In an effort to level the playing field, the FIA have told the teams that they will no longer be able to run more powerful engine modes during qualifying. It is believed that Mercedes has a distinct advantage in this particular area and that stands to reason as the team have had a performance edge ever since the hybrid power unit was introduced in 2014.
The mandate is that teams must run the same engine modes in the race as they use in qualifying. Regardless, Lewis Hamiltons says he doesn’t think this will have the impact the FIA may believe it will.
“And just going back to the fact that at the end of the day, the guys on our team have done such a great job with the engine.
“It’s obviously to slow us down but I don’t think it’s going to get the result that they want, so that’s totally fine if they do.”
“it’s not a surprise to us, they’re always trying to slow us down”.
“But it doesn’t really change a huge amount for us so it’s not a problem.”
The real question may be that qualifying is always a front-row affair for Mercedes but if those power modes are superior, then having them available during any part of the race is also an advantage. There is no doubt that Mercedes have pace in hand when they need it.
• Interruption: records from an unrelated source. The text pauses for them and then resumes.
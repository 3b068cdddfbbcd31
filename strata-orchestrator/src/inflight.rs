//! In-flight coalescing: at most one computation per cache key.
//!
//! The first request for a key becomes the leader and gets an
//! [`InFlightGuard`], which travels with the computation. Every request,
//! leader included, waits on a [`Waiter`]. The guard publishes exactly once;
//! dropping it unpublished releases waiters with `Cancelled`.
//!
//! A computation belongs to its waiters, not to the request that started it.
//! When the last waiter goes away before the outcome is published, the key is
//! released and the computation's cancellation token fires.

use dashmap::mapref::entry::Entry;
use dashmap::DashMap;
use serde_json::Value;
use std::sync::Arc;
use strata_core::DispatchError;
use tokio::sync::watch;
use tokio_util::sync::CancellationToken;

/// Result shared between a leader and its followers.
pub type Outcome = Result<Value, DispatchError>;

struct Slot {
    tx: watch::Sender<Option<Outcome>>,
    /// Fires when every waiter has gone.
    cancel: CancellationToken,
}

/// Marker table keyed by cache key.
#[derive(Default)]
pub struct InFlightTable {
    entries: DashMap<String, Arc<Slot>>,
}

impl std::fmt::Debug for InFlightTable {
    fn fmt(&self, f: &mut std::fmt::Formatter<'_>) -> std::fmt::Result {
        f.debug_struct("InFlightTable")
            .field("keys", &self.entries.len())
            .finish()
    }
}

/// What a caller got when claiming a key.
pub enum Claim {
    /// No computation was running; the caller must start one and hand it the guard.
    Leader(InFlightGuard, Waiter),
    /// A computation is running; wait on it.
    Follower(Waiter),
}

impl InFlightTable {
    pub fn new() -> Self {
        Self::default()
    }

    pub fn claim(self: &Arc<Self>, key: &str) -> Claim {
        match self.entries.entry(key.to_string()) {
            Entry::Occupied(existing) => {
                let slot = Arc::clone(existing.get());
                Claim::Follower(Waiter::new(self, key, slot))
            }
            Entry::Vacant(vacant) => {
                let (tx, _rx) = watch::channel(None);
                let slot = Arc::new(Slot {
                    tx,
                    cancel: CancellationToken::new(),
                });
                vacant.insert(Arc::clone(&slot));
                let waiter = Waiter::new(self, key, Arc::clone(&slot));
                Claim::Leader(
                    InFlightGuard {
                        table: Arc::clone(self),
                        key: key.to_string(),
                        slot,
                        published: false,
                    },
                    waiter,
                )
            }
        }
    }

    /// Keys with a computation currently running.
    pub fn len(&self) -> usize {
        self.entries.len()
    }

    pub fn is_empty(&self) -> bool {
        self.entries.is_empty()
    }

    fn release(&self, key: &str, slot: &Arc<Slot>) {
        self.entries.remove_if(key, |_, current| Arc::ptr_eq(current, slot));
    }

    /// Release the key and cancel its computation if nobody waits on it.
    fn abandon(&self, key: &str, slot: &Arc<Slot>) {
        let removed = self.entries.remove_if(key, |_, current| {
            Arc::ptr_eq(current, slot) && slot.tx.receiver_count() == 0
        });
        if removed.is_some() {
            slot.cancel.cancel();
            tracing::debug!(key = %key, "In-flight computation abandoned by all waiters");
        }
    }
}

/// Owned by the computation for one key.
pub struct InFlightGuard {
    table: Arc<InFlightTable>,
    key: String,
    slot: Arc<Slot>,
    published: bool,
}

impl InFlightGuard {
    pub fn key(&self) -> &str {
        &self.key
    }

    /// Requests currently waiting on this computation.
    pub fn waiter_count(&self) -> usize {
        self.slot.tx.receiver_count()
    }

    /// Cancelled once every waiter has gone.
    pub fn cancellation(&self) -> CancellationToken {
        self.slot.cancel.clone()
    }

    /// Release the marker and hand `outcome` to every waiter.
    pub fn publish(mut self, outcome: Outcome) {
        self.finish(outcome);
    }

    fn finish(&mut self, outcome: Outcome) {
        if self.published {
            return;
        }
        self.published = true;
        self.table.release(&self.key, &self.slot);
        self.slot.tx.send_replace(Some(outcome));
    }
}

impl Drop for InFlightGuard {
    fn drop(&mut self) {
        if !self.published {
            let action = self.key.split(':').next().unwrap_or_default().to_string();
            self.finish(Err(DispatchError::Cancelled { action }));
        }
    }
}

/// One request's interest in a computation. Dropping it before the outcome
/// arrives withdraws that interest.
pub struct Waiter {
    table: Arc<InFlightTable>,
    key: String,
    slot: Arc<Slot>,
    rx: Option<watch::Receiver<Option<Outcome>>>,
}

impl Waiter {
    fn new(table: &Arc<InFlightTable>, key: &str, slot: Arc<Slot>) -> Self {
        let rx = slot.tx.subscribe();
        Self {
            table: Arc::clone(table),
            key: key.to_string(),
            slot,
            rx: Some(rx),
        }
    }

    /// Wait for the published outcome.
    pub async fn outcome(&mut self, action: &str) -> Outcome {
        let cancelled = || {
            Err(DispatchError::Cancelled {
                action: action.to_string(),
            })
        };
        let Some(rx) = self.rx.as_mut() else {
            return cancelled();
        };
        match rx.wait_for(Option::is_some).await {
            Ok(published) => (*published).clone().unwrap_or_else(cancelled),
            Err(_) => cancelled(),
        }
    }
}

impl Drop for Waiter {
    fn drop(&mut self) {
        drop(self.rx.take());
        self.table.abandon(&self.key, &self.slot);
    }
}
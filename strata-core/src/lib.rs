//! Strata Core - Shared Types
//!
//! Data structures shared by every Strata crate: identifiers, roles, the
//! permission lattice, capability declarations, the request/response shape,
//! and the error taxonomy. This crate contains no scheduling or caching logic.

use chrono::{DateTime, Utc};
use sha2::{Digest, Sha256};
use uuid::Uuid;

pub mod capability;
pub mod enums;
pub mod error;
pub mod health;
pub mod permission;
pub mod request;

pub use capability::{Capability, ParamKind, ParameterSchema, ParameterSpec};
pub use enums::{CircuitState, Role, ResponseStyle, Tier};
pub use error::{
    CacheError, ConfigError, DispatchError, ErrorKind, StrataError, StrataResult, ValidationError,
};
pub use health::{HealthCheck, HealthReport, HealthStatus};
pub use permission::{authorize, Permission};
pub use request::{ErrorInfo, Parameters, Request, RequestStatus, Response};

// ============================================================================
// IDENTITY TYPES
// ============================================================================

/// Request identifier using UUIDv7 for timestamp-sortable IDs.
pub type RequestId = Uuid;

/// Timestamp type using UTC timezone.
pub type Timestamp = DateTime<Utc>;

/// SHA-256 content hash.
pub type ContentHash = [u8; 32];

/// Generate a new UUIDv7 request id (timestamp-sortable).
pub fn new_request_id() -> RequestId {
    Uuid::now_v7()
}

/// Compute SHA-256 hash of content.
pub fn compute_content_hash(content: &[u8]) -> ContentHash {
    let mut hasher = Sha256::new();
    hasher.update(content);
    let result = hasher.finalize();
    let mut hash = [0u8; 32];
    hash.copy_from_slice(&result);
    hash
}

/// Hex-encoded SHA-256 of content, used for cache key components.
pub fn content_hash_hex(content: &[u8]) -> String {
    hex::encode(compute_content_hash(content))
}

#[cfg(test)]
mod tests {
    use super::*;

    #[test]
    fn test_request_ids_are_sortable() {
        let a = new_request_id();
        let b = new_request_id();
        assert!(a <= b);
    }

    #[test]
    fn test_content_hash_hex_stable() {
        let a = content_hash_hex(b"strata");
        let b = content_hash_hex(b"strata");
        assert_eq!(a, b);
        assert_eq!(a.len(), 64);
        assert_ne!(a, content_hash_hex(b"strata2"));
    }
}
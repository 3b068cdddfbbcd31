//! Concurrent access tests for the cache engine.

use bytes::Bytes;
use std::sync::Arc;
use std::thread;
use strata_cache::{CacheConfig, CacheEngine};
use strata_core::Tier;

fn engine() -> Arc<CacheEngine> {
    let config = CacheConfig::default()
        .with_capacities(4_000, 2_000, 1_000)
        .with_shards(8);
    Arc::new(CacheEngine::new(config).unwrap())
}

#[test]
fn concurrent_puts_and_gets_respect_capacity() {
    let cache = engine();
    let handles: Vec<_> = (0..8)
        .map(|t| {
            let cache = Arc::clone(&cache);
            thread::spawn(move || {
                for i in 0..200u32 {
                    let key = format!("k{}", (i * 7 + t) % 64);
                    let len = 50 + ((i as usize * 13) % 250);
                    let value = Bytes::from(vec![(i % 251) as u8; len]);
                    let _ = cache.put(&key, value, (i % 4) + 1, f64::from(i % 17));
                    cache.get(&format!("k{}", (i * 3 + t) % 64));
                    if i % 50 == 0 {
                        cache.invalidate_prefix("k1");
                    }
                }
            })
        })
        .collect();

    for handle in handles {
        handle.join().unwrap();
    }

    let stats = cache.stats();
    for tier in Tier::LOOKUP_ORDER {
        let usage = stats.tier(tier);
        assert!(
            usage.bytes <= usage.capacity,
            "{tier} holds {} of {} bytes",
            usage.bytes,
            usage.capacity
        );
    }
    assert_eq!(stats.entry_count(), cache.len());
}

#[test]
fn each_key_resident_in_at_most_one_tier() {
    let cache = engine();
    let handles: Vec<_> = (0..4)
        .map(|t| {
            let cache = Arc::clone(&cache);
            thread::spawn(move || {
                for i in 0..300u32 {
                    let key = format!("shared{}", i % 10);
                    let _ = cache.put(&key, Bytes::from(vec![t as u8; 400]), 1, f64::from(i % 5));
                    cache.get(&key);
                }
            })
        })
        .collect();
    for handle in handles {
        handle.join().unwrap();
    }

    // Entry count per tier sums to the number of distinct resident keys.
    let resident = (0..10)
        .filter(|i| cache.contains(&format!("shared{i}")))
        .count();
    assert_eq!(cache.stats().entry_count(), resident);
}
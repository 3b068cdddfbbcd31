//! Strata Context - Budgeted Context Selection
//!
//! Chooses which content items accompany a request. Each role has a profile
//! with a share of the maximum token budget and an ordered list of content
//! tags it cares about. Items are ranked for `(role, intent)` and selected
//! greedily until the budget is spent.

pub mod content;
pub mod optimizer;
pub mod profile;

pub use content::{
    intent_terms, ContentItem, ContentProvider, ContentRanker, ScoredItem, TagPriorityRanker,
};
pub use optimizer::{
    selection_input_hash, ContextConfig, ContextOptimizer, ContextSelection, SelectionAction,
    SelectionDecision,
};
pub use profile::{RoleProfile, RoleProfiles};

// ============================================================================
// TOKEN UTILITIES
// ============================================================================

/// Estimate token count for text.
/// Rough estimate: ~0.75 tokens per character (English).
pub fn estimate_tokens(text: &str) -> u32 {
    if text.is_empty() {
        return 0;
    }
    (text.len() as f32 * 0.75).ceil() as u32
}

#[cfg(test)]
mod tests {
    use super::*;

    #[test]
    fn test_estimate_tokens_empty() {
        assert_eq!(estimate_tokens(""), 0);
    }

    #[test]
    fn test_estimate_tokens_short() {
        // "hello" = 5 chars * 0.75 = 3.75, ceil = 4
        assert_eq!(estimate_tokens("hello"), 4);
    }

    #[test]
    fn test_content_item_from_text() {
        let item = ContentItem::from_text("intro", &["summary"], &"a".repeat(100));
        assert_eq!(item.estimated_token_cost, 75);
    }
}
//! Prometheus metrics for the orchestrator.
//!
//! Each [`OrchestratorMetrics`] owns its own [`Registry`], so several
//! orchestrators can live in one process. [`MetricsSnapshot`] is a plain
//! view of the same counters for callers that do not scrape.

use prometheus::{
    Encoder, Histogram, HistogramOpts, IntCounter, IntCounterVec, IntGauge, Opts, Registry,
    TextEncoder,
};
use serde::Serialize;
use std::time::Duration;
use strata_core::{ConfigError, RequestStatus, Response, StrataResult};

use crate::pool::PoolStats;

/// Executor latency buckets (seconds)
/// Covers: 1ms, 5ms, 10ms, 25ms, 50ms, 100ms, 250ms, 500ms, 1s, 2.5s, 5s, 10s, 30s
const EXECUTION_LATENCY_BUCKETS: &[f64] = &[
    0.001, 0.005, 0.010, 0.025, 0.050, 0.100, 0.250, 0.500, 1.0, 2.5, 5.0, 10.0, 30.0,
];

/// `error_kind` label for completed requests.
const NO_ERROR: &str = "none";

/// Every `(status, error_kind)` pair a response can carry.
const REQUEST_LABELS: &[(RequestStatus, &[&str])] = &[
    (RequestStatus::Completed, &[NO_ERROR]),
    (
        RequestStatus::Rejected,
        &[
            "unknown_action",
            "permission_denied",
            "invalid_parameters",
            "rate_limited",
            "circuit_open",
            "overloaded",
            "cache_entry_too_large",
        ],
    ),
    (RequestStatus::Failed, &["execution_error"]),
    (RequestStatus::TimedOut, &["timed_out"]),
    (RequestStatus::Cancelled, &["cancelled"]),
];

fn register<C>(registry: &Registry, name: &str, collector: prometheus::Result<C>) -> StrataResult<C>
where
    C: prometheus::core::Collector + Clone + 'static,
{
    let collector = collector.map_err(|e| ConfigError::invalid(name, e, "failed to create metric"))?;
    registry
        .register(Box::new(collector.clone()))
        .map_err(|e| ConfigError::invalid(name, e, "failed to register metric"))?;
    Ok(collector)
}

/// Request, execution and pool metrics for one orchestrator.
#[derive(Clone)]
pub struct OrchestratorMetrics {
    registry: Registry,

    /// Terminal responses - labels: status, error_kind
    pub requests_total: IntCounterVec,

    /// Requests accepted by `submit`
    pub submitted_total: IntCounter,

    /// Responses served from the cache
    pub cache_hits_total: IntCounter,

    /// Requests that waited on another request's computation
    pub coalesced_total: IntCounter,

    /// Results that could not be written to the cache
    pub cache_write_failures_total: IntCounter,

    /// Executor run time, one sample per computation
    pub execution_duration_seconds: Histogram,

    /// Jobs waiting for a worker
    pub queue_depth: IntGauge,

    /// Workers currently running a job
    pub busy_workers: IntGauge,

    /// Live workers
    pub workers: IntGauge,

    /// Cache keys with a computation running
    pub in_flight_keys: IntGauge,
}

impl OrchestratorMetrics {
    /// Create all metrics in a fresh registry.
    pub fn new() -> StrataResult<Self> {
        let registry = Registry::new();

        let requests_total = register(
            &registry,
            "strata_requests_total",
            IntCounterVec::new(
                Opts::new("strata_requests_total", "Requests by terminal status"),
                &["status", "error_kind"],
            ),
        )?;
        for (status, kinds) in REQUEST_LABELS {
            for kind in *kinds {
                requests_total.with_label_values(&[status.as_str(), *kind]);
            }
        }

        Ok(Self {
            requests_total,
            submitted_total: register(
                &registry,
                "strata_requests_submitted_total",
                IntCounter::new("strata_requests_submitted_total", "Requests submitted"),
            )?,
            cache_hits_total: register(
                &registry,
                "strata_cache_hits_total",
                IntCounter::new("strata_cache_hits_total", "Responses served from the cache"),
            )?,
            coalesced_total: register(
                &registry,
                "strata_coalesced_total",
                IntCounter::new(
                    "strata_coalesced_total",
                    "Requests that joined an in-flight computation",
                ),
            )?,
            cache_write_failures_total: register(
                &registry,
                "strata_cache_write_failures_total",
                IntCounter::new(
                    "strata_cache_write_failures_total",
                    "Results that could not be cached",
                ),
            )?,
            execution_duration_seconds: register(
                &registry,
                "strata_execution_duration_seconds",
                Histogram::with_opts(
                    HistogramOpts::new(
                        "strata_execution_duration_seconds",
                        "Executor run time in seconds",
                    )
                    .buckets(EXECUTION_LATENCY_BUCKETS.to_vec()),
                ),
            )?,
            queue_depth: register(
                &registry,
                "strata_queue_depth",
                IntGauge::new("strata_queue_depth", "Jobs waiting for a worker"),
            )?,
            busy_workers: register(
                &registry,
                "strata_busy_workers",
                IntGauge::new("strata_busy_workers", "Workers running a job"),
            )?,
            workers: register(
                &registry,
                "strata_workers",
                IntGauge::new("strata_workers", "Live workers"),
            )?,
            in_flight_keys: register(
                &registry,
                "strata_in_flight_keys",
                IntGauge::new("strata_in_flight_keys", "Cache keys with a computation running"),
            )?,
            registry,
        })
    }

    pub fn registry(&self) -> &Registry {
        &self.registry
    }

    pub(crate) fn record_submitted(&self) {
        self.submitted_total.inc();
    }

    pub(crate) fn record_response(&self, response: &Response) {
        let kind = response
            .error
            .as_ref()
            .map(|e| e.kind.as_str())
            .unwrap_or(NO_ERROR);
        self.requests_total
            .with_label_values(&[response.status.as_str(), kind])
            .inc();
        if response.cache_hit {
            self.cache_hits_total.inc();
        }
    }

    pub(crate) fn record_coalesced(&self) {
        self.coalesced_total.inc();
    }

    pub(crate) fn record_cache_write_failure(&self) {
        self.cache_write_failures_total.inc();
    }

    pub(crate) fn observe_execution(&self, elapsed: Duration) {
        self.execution_duration_seconds.observe(elapsed.as_secs_f64());
    }

    pub(crate) fn set_pool(&self, stats: &PoolStats) {
        self.queue_depth.set(stats.queued as i64);
        self.busy_workers.set(stats.busy as i64);
        self.workers.set(stats.workers as i64);
    }

    pub(crate) fn set_in_flight(&self, keys: usize) {
        self.in_flight_keys.set(keys as i64);
    }

    fn status_total(&self, status: RequestStatus) -> u64 {
        REQUEST_LABELS
            .iter()
            .filter(|(s, _)| *s == status)
            .flat_map(|(s, kinds)| {
                kinds
                    .iter()
                    .map(move |kind| self.requests_total.with_label_values(&[s.as_str(), *kind]).get())
            })
            .sum()
    }

    pub fn snapshot(&self) -> MetricsSnapshot {
        MetricsSnapshot {
            submitted: self.submitted_total.get(),
            completed: self.status_total(RequestStatus::Completed),
            failed: self.status_total(RequestStatus::Failed),
            rejected: self.status_total(RequestStatus::Rejected),
            timed_out: self.status_total(RequestStatus::TimedOut),
            cancelled: self.status_total(RequestStatus::Cancelled),
            cache_hits: self.cache_hits_total.get(),
            coalesced: self.coalesced_total.get(),
            cache_write_failures: self.cache_write_failures_total.get(),
            executions: self.execution_duration_seconds.get_sample_count(),
        }
    }

    /// Render the registry in the Prometheus text exposition format.
    pub fn encode_text(&self) -> StrataResult<String> {
        let encoder = TextEncoder::new();
        let families = self.registry.gather();
        let mut buffer = Vec::new();
        encoder
            .encode(&families, &mut buffer)
            .map_err(|e| ConfigError::invalid("metrics", e, "failed to encode"))?;
        String::from_utf8(buffer)
            .map_err(|e| ConfigError::invalid("metrics", e, "encoded metrics are not UTF-8").into())
    }
}

impl std::fmt::Debug for OrchestratorMetrics {
    fn fmt(&self, f: &mut std::fmt::Formatter<'_>) -> std::fmt::Result {
        f.debug_struct("OrchestratorMetrics")
            .field("snapshot", &self.snapshot())
            .finish_non_exhaustive()
    }
}

/// Point-in-time view of [`OrchestratorMetrics`] counters.
#[derive(Debug, Clone, Copy, PartialEq, Eq, Default, Serialize)]
pub struct MetricsSnapshot {
    pub submitted: u64,
    pub completed: u64,
    pub failed: u64,
    pub rejected: u64,
    pub timed_out: u64,
    pub cancelled: u64,
    pub cache_hits: u64,
    pub coalesced: u64,
    pub cache_write_failures: u64,
    /// Computations that reached an executor.
    pub executions: u64,
}

impl MetricsSnapshot {
    /// Requests that reached a terminal status.
    pub fn finished(&self) -> u64 {
        self.completed + self.failed + self.rejected + self.timed_out + self.cancelled
    }
}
There is a downside of this power mode in that it runs the engine harder, produces more wear and tear on the components and with only three engines allowed for a season, the gamble is certainly there.
Mercedes may not only have a superior pace in their engine but they’ve done a mighty job of making a relatively bullet-proof engine as well. Wear and tear may not be quite the gamble it could be for other teams.
Time will tell but if their pace isn’t quite as dominating during the Belgian Grand Prix, it could be a sign that they are running a more reserved power mode. Problem is, on the balance, Mercedes has had about a full second over the other team sin qualifying so they have room give.